1. Präsenz auf dem ganzen Planeten
Greifvögel gibt es fast überall auf der Erde in allen möglichen Umgebungen, also sowohl in Stadtgebieten wie auch im Gebirge. Nur in der Antarktis und auf einigen Inseln kommen sie nicht vor.
In der Schweiz sieht man sehr häufig Mäusebussarde, Rotmilane und Steinadler. Aber auch andere Greifvögel wie Bartgeier oder Sperber leben hierzulande.
2. Die klare Sicht: Adleraugen
Wer mit Adleraugen sieht, erkennt vieles auf den ersten Blick. Diese Redewendung kommt von den Greifvögeln. Insbesondere Adler haben extrem gute Augen. Sie sehen ihre Beute, beispielsweise Mäuse, aus mehreren Kilometern Entfernung.
Auf ihrer Netzhaut findet eine viel bessere Bildauflösung statt als bei Menschen, darum sehen die Vögel alles schärfer.
3. Bevorzugtes Menü: Fleisch
Die meisten Greifvögel sind Fleischfresser. Je nach Art ernähren sie sich von ganz verschiedenen Tieren: Insekten, Amphibien, Reptilien, Fische, Vögel, Nagetiere und sogar von grösseren Säugetieren wie Rehe oder Gämsen.

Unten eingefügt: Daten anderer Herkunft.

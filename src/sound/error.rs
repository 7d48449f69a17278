//! Sound system error types.
//!
//! Every error here is absorbed by the timer engine: a failing sound never
//! stops a phase from running, it only makes it silent.

use thiserror::Error;

/// Errors that can occur in the sound playback system.
#[derive(Debug, Error)]
pub enum SoundError {
    /// Audio device is not available (e.g., no speakers connected).
    #[error("audio device not available: {0}")]
    DeviceNotAvailable(String),

    /// Sound file was not found at the specified path.
    #[error("sound file not found: {0}")]
    FileNotFound(String),

    /// Failed to decode the audio file.
    #[error("failed to decode sound file: {0}")]
    DecodeError(String),

    /// Failed to create the audio output stream.
    #[error("failed to create audio stream: {0}")]
    StreamError(String),

    /// The requested noise key is not in the noise library.
    #[error("unknown noise: {0}")]
    UnknownNoise(String),

    /// Generic sound playback error.
    #[error("sound playback error: {0}")]
    PlaybackError(String),
}

impl SoundError {
    /// Returns true if this error is related to device availability.
    #[must_use]
    pub fn is_device_error(&self) -> bool {
        matches!(self, Self::DeviceNotAvailable(_) | Self::StreamError(_))
    }

    /// Returns true if this error is related to the audio file or its key.
    #[must_use]
    pub fn is_file_error(&self) -> bool {
        matches!(
            self,
            Self::FileNotFound(_) | Self::DecodeError(_) | Self::UnknownNoise(_)
        )
    }

    /// Returns a user-friendly suggestion for resolving this error.
    #[must_use]
    pub fn suggestion(&self) -> &'static str {
        match self {
            Self::DeviceNotAvailable(_) => "connect an audio output device",
            Self::FileNotFound(_) | Self::UnknownNoise(_) => {
                "check the files in the assets/sounds directory"
            }
            Self::DecodeError(_) => "the sound file may be corrupted or unsupported",
            Self::StreamError(_) => "check the system audio settings",
            Self::PlaybackError(_) => "restart the application",
        }
    }
}
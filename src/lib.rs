//! LeanFocus Library
//!
//! This library provides the core functionality of the LeanFocus focus timer.
//! It includes:
//! - Timer engine with a cancellable clock driver
//! - IPC server/client for daemon-CLI communication
//! - CLI command parsing and display utilities
//! - Settings persistence and the local noise library
//! - Looping ambient noise playback
//! - Tray menu (macOS) and floating overlay observers

pub mod app;
pub mod cli;
pub mod config;
pub mod daemon;
pub mod i18n;
pub mod menubar;
pub mod overlay;
pub mod sound;
pub mod types;

pub use app::FocusApp;

// Re-export commonly used types for convenience
pub use types::{
    IpcRequest, IpcResponse, Phase, PhaseDurations, ResponseData, TimerSnapshot, TimerState,
};

pub use config::{ConfigError, ConfigPort, ConfigStore, FocusConfig};

pub use daemon::{DaemonOptions, DriverStats, TimerEngine, TimerEvent};

// Re-export menubar types
pub use menubar::{
    EventHandler, IconManager, MenuAction, MenuBuilder, MenuConfig, MenuItemConfig, MenuItemId,
    TrayIconManager, TrayUpdate, TrayView,
};

pub use overlay::{
    ClickTracker, Gesture, OverlayFrame, OverlayPoller, OverlaySink, PointerEvent,
};

// Re-export sound types
pub use sound::{MockSoundPort, NoiseLibrary, SilentPlayer, SoundError, SoundPort};
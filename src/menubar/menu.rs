//! Menu building for the tray.
//!
//! This module handles:
//! - Menu item configuration (text, enabled, check marks)
//! - The start/resume/pause label and the status line for each timer state
//! - Work and break noise radio submenus
//!
//! The configuration logic is platform-independent and fully testable.
//! Actual menu creation using tray-icon is done in the platform-specific code.

use crate::i18n::Lang;
use crate::sound::NONE_KEY;
use crate::types::{Phase, TimerSnapshot, TimerState};

use super::event::{MenuItemId, TrayView};

// ============================================================================
// MenuItemConfig
// ============================================================================

/// Configuration for a menu item.
#[derive(Debug, Clone, PartialEq)]
pub struct MenuItemConfig {
    /// Native item id
    pub id: MenuItemId,
    /// Display text for the menu item
    pub text: String,
    /// Whether the menu item is enabled (clickable)
    pub enabled: bool,
    /// Check mark state, `None` for plain items
    pub checked: Option<bool>,
}

impl MenuItemConfig {
    /// Creates a plain, enabled item.
    pub fn new(id: &str, text: impl Into<String>) -> Self {
        Self {
            id: MenuItemId::new(id),
            text: text.into(),
            enabled: true,
            checked: None,
        }
    }

    /// Creates a disabled informational item.
    pub fn label(id: &str, text: impl Into<String>) -> Self {
        Self {
            enabled: false,
            ..Self::new(id, text)
        }
    }

    /// Creates a check item.
    pub fn check(id: MenuItemId, text: impl Into<String>, checked: bool) -> Self {
        Self {
            id,
            text: text.into(),
            enabled: true,
            checked: Some(checked),
        }
    }
}

/// A noise selection submenu.
#[derive(Debug, Clone, PartialEq)]
pub struct NoiseMenuConfig {
    /// Submenu title
    pub title: String,
    /// Radio items, "None" first
    pub items: Vec<MenuItemConfig>,
}

// ============================================================================
// MenuConfig
// ============================================================================

/// Complete menu configuration for one tray view.
#[derive(Debug, Clone, PartialEq)]
pub struct MenuConfig {
    /// Start, resume or pause
    pub start_pause: MenuItemConfig,
    /// Stop and reset
    pub stop_timer: MenuItemConfig,
    /// Status line (disabled)
    pub status: MenuItemConfig,
    /// Overlay visibility
    pub show_timer: MenuItemConfig,
    /// Settings
    pub settings: MenuItemConfig,
    /// Work noise submenu
    pub work_noise: NoiseMenuConfig,
    /// Break noise submenu
    pub break_noise: NoiseMenuConfig,
    /// Credits
    pub credits: MenuItemConfig,
    /// Quit (always enabled)
    pub quit: MenuItemConfig,
}

// ============================================================================
// MenuBuilder
// ============================================================================

/// Builds menu configuration from a tray view.
#[derive(Debug, Clone)]
pub struct MenuBuilder {
    lang: Lang,
    noise_keys: Vec<String>,
}

impl MenuBuilder {
    /// Creates a builder for the given language and noise keys.
    ///
    /// The keys are listed in the submenus with "None" first and the rest
    /// sorted.
    pub fn new<I, S>(lang: Lang, noise_keys: I) -> Self
    where
        I: IntoIterator<Item = S>,
        S: Into<String>,
    {
        let mut keys: Vec<String> = noise_keys
            .into_iter()
            .map(Into::into)
            .filter(|k| k != NONE_KEY)
            .collect();
        keys.sort();
        keys.dedup();
        keys.insert(0, NONE_KEY.to_string());
        Self {
            lang,
            noise_keys: keys,
        }
    }

    /// Returns the language labels are taken from.
    pub fn lang(&self) -> Lang {
        self.lang
    }

    /// Builds a complete menu configuration.
    pub fn build(&self, view: &TrayView) -> MenuConfig {
        let lang = self.lang;
        MenuConfig {
            start_pause: MenuItemConfig::new(
                MenuItemId::START_PAUSE,
                self.start_pause_text(view.snapshot.state),
            ),
            stop_timer: MenuItemConfig::new(MenuItemId::STOP_TIMER, lang.tr("stop_timer")),
            status: MenuItemConfig::label(MenuItemId::STATUS, self.status_text(&view.snapshot)),
            show_timer: MenuItemConfig::check(
                MenuItemId::new(MenuItemId::SHOW_TIMER),
                lang.tr("show_timer"),
                view.show_timer,
            ),
            settings: MenuItemConfig::new(MenuItemId::SETTINGS, lang.tr("settings_menu")),
            work_noise: self.noise_menu(Phase::Working, view),
            break_noise: self.noise_menu(Phase::OnBreak, view),
            credits: MenuItemConfig::new(MenuItemId::CREDITS, lang.tr("credits")),
            quit: MenuItemConfig::new(MenuItemId::QUIT, lang.tr("quit")),
        }
    }

    /// Label of the start/pause item.
    pub fn start_pause_text(&self, state: TimerState) -> &'static str {
        let key = match state {
            TimerState::Stopped => "start",
            TimerState::Paused => "resume",
            TimerState::Working | TimerState::OnBreak => "pause",
        };
        self.lang.tr(key)
    }

    /// Status line, e.g. `Status: Working (Left 15:30)`.
    pub fn status_text(&self, snapshot: &TimerSnapshot) -> String {
        let state = self.lang.tr(match snapshot.state {
            TimerState::Stopped => "state_stopped",
            TimerState::Working => "state_work",
            TimerState::OnBreak => "state_break",
            TimerState::Paused => "state_paused",
        });
        self.lang
            .tr("status_fmt")
            .replace("{state}", state)
            .replace("{time}", &snapshot.clock_text())
    }

    fn noise_menu(&self, phase: Phase, view: &TrayView) -> NoiseMenuConfig {
        let title = match phase {
            Phase::Working => "work_noise",
            Phase::OnBreak => "break_noise",
        };
        let selected = view.noise_for(phase);
        let items = self
            .noise_keys
            .iter()
            .map(|key| {
                let text = if key == NONE_KEY {
                    self.lang.tr("none").to_string()
                } else {
                    key.clone()
                };
                MenuItemConfig::check(MenuItemId::noise(phase, key), text, key == selected)
            })
            .collect();

        NoiseMenuConfig {
            title: self.lang.tr(title).to_string(),
            items,
        }
    }
}

// ============================================================================
// Tests
// ============================================================================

Manche Vögel wie zum Beispiel der Bartgeier fressen auch Aas. Einige Greifvögel ernähren sich nebst dem Fleisch auch von Früchten.

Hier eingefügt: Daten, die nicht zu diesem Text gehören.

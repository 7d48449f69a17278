//! Event handling for tray menu interactions.
//!
//! This module handles:
//! - Menu item identifiers and their mapping to actions
//! - Updates pushed from the daemon to the tray
//!
//! The event types and id mapping are platform-independent.
//! Actual event handling with tray-icon is done in the platform-specific code.

use std::fmt;

use crate::types::{Phase, TimerSnapshot};

// ============================================================================
// MenuAction
// ============================================================================

/// Actions that can be triggered from the tray menu.
#[derive(Debug, Clone, PartialEq, Eq)]
pub enum MenuAction {
    /// Start, resume or pause depending on the state
    StartPause,
    /// Stop and reset the timer
    Reset,
    /// Show or hide the floating overlay
    ToggleOverlay,
    /// Open the settings file
    OpenSettings,
    /// Select the noise for a phase
    SelectNoise {
        /// Phase whose noise is changed
        phase: Phase,
        /// Noise library key
        key: String,
    },
    /// Open the credits file
    Credits,
    /// Quit the daemon
    Quit,
}

impl fmt::Display for MenuAction {
    fn fmt(&self, f: &mut fmt::Formatter<'_>) -> fmt::Result {
        match self {
            MenuAction::StartPause => write!(f, "start_pause"),
            MenuAction::Reset => write!(f, "reset"),
            MenuAction::ToggleOverlay => write!(f, "toggle_overlay"),
            MenuAction::OpenSettings => write!(f, "settings"),
            MenuAction::SelectNoise { phase, key } => {
                write!(f, "noise:{}:{}", phase.noise_slot(), key)
            }
            MenuAction::Credits => write!(f, "credits"),
            MenuAction::Quit => write!(f, "quit"),
        }
    }
}

// ============================================================================
// MenuItemId
// ============================================================================

/// Identifier of a tray menu item.
///
/// The string form is what tray-icon stores as the native item id. Noise
/// items encode their slot and key, e.g. `noise:work:Rain`.
#[derive(Debug, Clone, PartialEq, Eq, Hash)]
pub struct MenuItemId(String);

impl MenuItemId {
    /// Start/resume/pause item
    pub const START_PAUSE: &'static str = "start_pause";
    /// Stop timer item
    pub const STOP_TIMER: &'static str = "stop_timer";
    /// Status line (disabled)
    pub const STATUS: &'static str = "status";
    /// Show timer check item
    pub const SHOW_TIMER: &'static str = "show_timer";
    /// Settings item
    pub const SETTINGS: &'static str = "settings";
    /// Credits item
    pub const CREDITS: &'static str = "credits";
    /// Quit item
    pub const QUIT: &'static str = "quit";

    const NOISE_PREFIX: &'static str = "noise:";

    /// Wraps a raw id.
    pub fn new(id: impl Into<String>) -> Self {
        Self(id.into())
    }

    /// Returns the id of a noise radio item.
    pub fn noise(phase: Phase, key: &str) -> Self {
        Self(format!("{}{}:{}", Self::NOISE_PREFIX, phase.noise_slot(), key))
    }

    /// Returns the raw id.
    pub fn as_str(&self) -> &str {
        &self.0
    }

    /// Converts the id to the corresponding action.
    ///
    /// Returns `None` for items that don't trigger actions, like the status
    /// line, and for unknown ids.
    pub fn to_action(&self) -> Option<MenuAction> {
        match self.0.as_str() {
            Self::START_PAUSE => Some(MenuAction::StartPause),
            Self::STOP_TIMER => Some(MenuAction::Reset),
            Self::SHOW_TIMER => Some(MenuAction::ToggleOverlay),
            Self::SETTINGS => Some(MenuAction::OpenSettings),
            Self::CREDITS => Some(MenuAction::Credits),
            Self::QUIT => Some(MenuAction::Quit),
            id => {
                let rest = id.strip_prefix(Self::NOISE_PREFIX)?;
                let (slot, key) = rest.split_once(':')?;
                let phase = match slot {
                    "work" => Phase::Working,
                    "break" => Phase::OnBreak,
                    _ => return None,
                };
                Some(MenuAction::SelectNoise {
                    phase,
                    key: key.to_string(),
                })
            }
        }
    }
}

impl fmt::Display for MenuItemId {
    fn fmt(&self, f: &mut fmt::Formatter<'_>) -> fmt::Result {
        f.write_str(&self.0)
    }
}

// ============================================================================
// EventHandler
// ============================================================================

/// Converts menu clicks to actions.
#[derive(Debug, Default)]
pub struct EventHandler;

impl EventHandler {
    /// Creates a new EventHandler.
    pub fn new() -> Self {
        Self
    }

    /// Processes a menu item click and returns the corresponding action.
    pub fn handle_click(&self, item_id: &MenuItemId) -> Option<MenuAction> {
        let action = item_id.to_action();

        match &action {
            Some(action) => tracing::info!(action = %action, "Tray menu action"),
            None => tracing::debug!(id = %item_id, "Ignoring tray menu item"),
        }

        action
    }

    /// Logs the result of an action execution.
    pub fn log_action_result(&self, action: &MenuAction, changed: bool) {
        tracing::debug!(action = %action, changed, "Tray menu action handled");
    }
}

// ============================================================================
// TrayView / TrayUpdate
// ============================================================================

/// Everything the tray renders, taken from one engine snapshot and the
/// current settings.
#[derive(Debug, Clone, PartialEq)]
pub struct TrayView {
    /// Timer snapshot
    pub snapshot: TimerSnapshot,
    /// Selected work noise
    pub work_noise: String,
    /// Selected break noise
    pub break_noise: String,
    /// Whether the overlay is shown
    pub show_timer: bool,
}

impl TrayView {
    /// Returns the selected noise for a phase.
    pub fn noise_for(&self, phase: Phase) -> &str {
        match phase {
            Phase::Working => &self.work_noise,
            Phase::OnBreak => &self.break_noise,
        }
    }
}

/// Updates sent from the daemon loop to the tray.
///
/// Sent over a crossbeam channel so the tray can live on the main thread.
#[derive(Debug, Clone)]
pub enum TrayUpdate {
    /// Re-render title and menu from a new view
    Refresh(TrayView),
    /// Shut the tray icon down
    Shutdown,
}

// ============================================================================
// Tests
// ============================================================================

4. Wichtigstes Werkzeug: die Krallen
Sie sind spitz und ziemlich gross: die Krallen eines Greifvogels. Die Form und Grösse der Krallen zeigt, welche Beute das Tier jagt. Denn die meisten Greifvögel jagen und töten ihre Beute mit den Krallen.

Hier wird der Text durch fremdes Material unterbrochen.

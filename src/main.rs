//! LeanFocus - a lightweight focus timer
//!
//! Alternates work and break phases, loops ambient noise for each phase and
//! shows the countdown in the tray and a floating overlay. `leanfocus run`
//! starts the daemon; the other commands control it over a Unix socket.

use anyhow::Result;
use clap::{CommandFactory, Parser};

use leanfocus::cli::{Cli, Commands, Display, IpcClient};
use leanfocus::config::ConfigStore;
use leanfocus::daemon::{self, DaemonOptions};
use leanfocus::i18n;
use leanfocus::sound::NoiseLibrary;

/// Main entry point
#[tokio::main(flavor = "current_thread")]
async fn main() {
    // Parse command line arguments
    let cli = Cli::parse();

    // Initialize logging
    init_tracing(cli.verbose);

    // Execute command
    if let Err(e) = execute(cli).await {
        Display::show_error(&format!("{:#}", e));
        std::process::exit(1);
    }
}

/// Initializes the tracing subscriber for logging.
fn init_tracing(verbose: bool) {
    use tracing_subscriber::{fmt, EnvFilter};

    let default_level = if verbose { "info" } else { "warn" };
    let filter =
        EnvFilter::try_from_default_env().unwrap_or_else(|_| EnvFilter::new(default_level));

    fmt()
        .with_env_filter(filter)
        .with_target(false)
        .without_time()
        .init();
}

/// Executes the CLI command.
async fn execute(cli: Cli) -> Result<()> {
    let Some(command) = cli.command else {
        // No command provided, show help
        Cli::command().print_help()?;
        return Ok(());
    };

    match command {
        Commands::Run(args) => {
            let socket_path = match cli.socket {
                Some(path) => path,
                None => daemon::default_socket_path()?,
            };
            let options = DaemonOptions {
                socket_path,
                config_path: args.config.unwrap_or_else(ConfigStore::default_path),
                assets_dir: args.assets,
                terminal_overlay: args.overlay,
            };
            daemon::run(options).await?;
        }
        Commands::Sounds { assets } => {
            let library = NoiseLibrary::scan(&assets.join(daemon::SOUNDS_DIR), i18n::current());
            Display::show_sounds(&library);
        }
        Commands::Completions { shell } => {
            generate_completions(shell);
        }
        Commands::Status => {
            let client = IpcClient::for_socket(cli.socket)?;
            let response = client.status().await?;
            Display::show_status(&response);
        }
        Commands::Start => {
            let client = IpcClient::for_socket(cli.socket)?;
            Display::show_result(&client.start().await?);
        }
        Commands::Pause => {
            let client = IpcClient::for_socket(cli.socket)?;
            Display::show_result(&client.pause().await?);
        }
        Commands::Toggle => {
            let client = IpcClient::for_socket(cli.socket)?;
            Display::show_result(&client.toggle().await?);
        }
        Commands::Reset => {
            let client = IpcClient::for_socket(cli.socket)?;
            Display::show_result(&client.reset().await?);
        }
        Commands::Restart => {
            let client = IpcClient::for_socket(cli.socket)?;
            Display::show_result(&client.restart().await?);
        }
        Commands::Noise { kind, key } => {
            let client = IpcClient::for_socket(cli.socket)?;
            Display::show_result(&client.noise(kind.into(), &key).await?);
        }
        Commands::Volume { volume } => {
            let client = IpcClient::for_socket(cli.socket)?;
            Display::show_result(&client.volume(volume).await?);
        }
        Commands::Overlay => {
            let client = IpcClient::for_socket(cli.socket)?;
            Display::show_result(&client.overlay().await?);
        }
        Commands::Style { font_size, opacity } => {
            let client = IpcClient::for_socket(cli.socket)?;
            Display::show_result(&client.style(font_size, opacity).await?);
        }
        Commands::Quit => {
            let client = IpcClient::for_socket(cli.socket)?.without_retries();
            Display::show_result(&client.quit().await?);
        }
    }

    Ok(())
}

/// Generates shell completion scripts.
fn generate_completions(shell: clap_complete::Shell) {
    use clap_complete::generate;
    use std::io;

    let mut cmd = Cli::command();
    let bin_name = cmd.get_name().to_string();
    generate(shell, &mut cmd, bin_name, &mut io::stdout());
}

Ein Falke, der fliegende Vögel jagt, hat eher lange Beine und lange Krallen. Kurze Beine und kurze Krallen haben vor allem die Greifvögel, die ihre Beute zum Töten auf den Boden schlagen. Das macht zum Beispiel der Mäusebussard.
5. Typisches Merkmal: der Schnabel
Greifvögel haben einen krummen und spitzen Schnabel: den Hakenschnabel. Die Grösse und die Form sind je nach Vogel unterschiedlich. Adler haben zum Beispiel einen grossen, kräftigen Schnabel. Damit töten sie grosse Beutetiere. Greifvögel mit kleinerem Schnabel wie zum Beispiel der Falke jagen auch kleinere Tiere.
6. Jagd: Essenssuche im Sturzflug
Für die Jagd kreisen viele Greifvögel hoch oben in der Luft. In dem Moment, in dem sie ihre potenzielle Beute erblicken, stürzen sie auf sie herab und ergreifen das Tier mit ihren starken Krallen.
Alles, was die Greifvögel beim Fressen nicht verdauen können, spucken sie einfach wieder aus. Das ausgespuckte Knäuel aus Haaren, Federn und Krallen nennt man Gewölle.
7. Mit Rekordgeschwindigkeit unterwegs
Der Wanderfalke ist der schnellste Vogel der Welt. Er fällt im Sturzflug mit über 300 km/h auf seine Beute herab. Von ihm gibt es in der Schweiz etwa 250 bis 300 Paare (Stand: 2025).
8. Grössere Statur: die Damen
Anders als bei vielen anderen Tierarten ist bei Greifvögeln meistens das Weibchen grösser als das Männchen. Der Bartgeier gilt dabei als grösster Greifvogel im Alpenraum. Er erreicht eine Spannweite von über 2.6 Meter.